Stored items
########
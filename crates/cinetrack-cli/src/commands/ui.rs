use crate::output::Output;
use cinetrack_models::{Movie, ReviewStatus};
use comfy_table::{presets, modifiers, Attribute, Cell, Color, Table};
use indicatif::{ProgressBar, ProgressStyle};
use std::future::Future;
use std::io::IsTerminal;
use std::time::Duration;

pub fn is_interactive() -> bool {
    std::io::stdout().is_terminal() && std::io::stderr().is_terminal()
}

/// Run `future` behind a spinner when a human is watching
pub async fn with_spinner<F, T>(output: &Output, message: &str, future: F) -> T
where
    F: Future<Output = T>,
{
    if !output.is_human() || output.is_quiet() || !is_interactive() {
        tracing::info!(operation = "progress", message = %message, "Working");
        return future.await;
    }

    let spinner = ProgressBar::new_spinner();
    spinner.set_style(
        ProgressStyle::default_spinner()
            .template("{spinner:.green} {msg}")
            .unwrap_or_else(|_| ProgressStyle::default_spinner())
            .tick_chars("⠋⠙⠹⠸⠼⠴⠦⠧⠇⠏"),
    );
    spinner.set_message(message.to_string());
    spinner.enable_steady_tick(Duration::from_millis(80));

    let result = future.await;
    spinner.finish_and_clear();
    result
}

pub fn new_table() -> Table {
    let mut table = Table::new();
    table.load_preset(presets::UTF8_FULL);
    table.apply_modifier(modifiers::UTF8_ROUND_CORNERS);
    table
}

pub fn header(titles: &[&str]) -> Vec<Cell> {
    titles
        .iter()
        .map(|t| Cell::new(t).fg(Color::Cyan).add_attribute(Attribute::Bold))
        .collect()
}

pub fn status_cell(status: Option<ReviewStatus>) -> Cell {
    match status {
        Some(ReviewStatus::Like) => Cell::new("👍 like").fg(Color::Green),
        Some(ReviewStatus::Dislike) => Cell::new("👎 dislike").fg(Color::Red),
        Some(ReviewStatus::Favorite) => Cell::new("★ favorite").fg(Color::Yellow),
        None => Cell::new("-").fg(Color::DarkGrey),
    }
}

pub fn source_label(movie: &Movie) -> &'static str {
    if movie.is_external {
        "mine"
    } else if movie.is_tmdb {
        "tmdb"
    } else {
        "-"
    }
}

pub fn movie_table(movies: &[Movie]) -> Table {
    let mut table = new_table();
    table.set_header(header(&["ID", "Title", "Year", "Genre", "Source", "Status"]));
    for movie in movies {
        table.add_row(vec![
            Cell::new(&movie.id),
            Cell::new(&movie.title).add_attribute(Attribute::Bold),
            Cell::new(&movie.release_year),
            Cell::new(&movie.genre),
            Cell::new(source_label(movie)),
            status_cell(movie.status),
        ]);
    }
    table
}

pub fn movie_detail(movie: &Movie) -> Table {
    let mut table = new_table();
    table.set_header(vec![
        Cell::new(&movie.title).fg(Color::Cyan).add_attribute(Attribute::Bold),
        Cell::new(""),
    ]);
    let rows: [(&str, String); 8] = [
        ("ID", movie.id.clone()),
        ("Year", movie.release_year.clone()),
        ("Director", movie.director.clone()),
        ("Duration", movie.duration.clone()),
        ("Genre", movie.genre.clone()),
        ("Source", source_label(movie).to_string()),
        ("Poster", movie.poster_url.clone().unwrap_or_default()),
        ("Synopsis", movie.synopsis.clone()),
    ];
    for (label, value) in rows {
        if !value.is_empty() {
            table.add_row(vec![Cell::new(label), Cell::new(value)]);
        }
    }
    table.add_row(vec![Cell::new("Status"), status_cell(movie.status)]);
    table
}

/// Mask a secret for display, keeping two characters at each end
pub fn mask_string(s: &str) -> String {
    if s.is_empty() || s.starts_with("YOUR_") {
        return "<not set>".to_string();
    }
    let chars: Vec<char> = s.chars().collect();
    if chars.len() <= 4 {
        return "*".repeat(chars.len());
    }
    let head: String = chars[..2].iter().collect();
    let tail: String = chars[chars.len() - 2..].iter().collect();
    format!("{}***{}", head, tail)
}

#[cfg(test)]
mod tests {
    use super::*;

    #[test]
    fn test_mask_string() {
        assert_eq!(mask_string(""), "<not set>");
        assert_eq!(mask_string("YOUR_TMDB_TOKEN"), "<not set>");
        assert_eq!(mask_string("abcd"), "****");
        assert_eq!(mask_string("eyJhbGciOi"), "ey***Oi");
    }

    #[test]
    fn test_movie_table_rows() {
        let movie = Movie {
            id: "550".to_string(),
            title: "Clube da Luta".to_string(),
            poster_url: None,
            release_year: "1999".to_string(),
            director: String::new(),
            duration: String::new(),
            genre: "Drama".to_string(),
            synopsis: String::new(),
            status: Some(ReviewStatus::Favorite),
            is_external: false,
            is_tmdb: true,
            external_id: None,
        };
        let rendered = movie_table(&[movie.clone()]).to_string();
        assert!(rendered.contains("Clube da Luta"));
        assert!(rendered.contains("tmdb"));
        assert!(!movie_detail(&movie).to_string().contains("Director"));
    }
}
########
#### Activity
From the data, report how many lines hold "synopsis", leaving out any other words.

#### Reply
2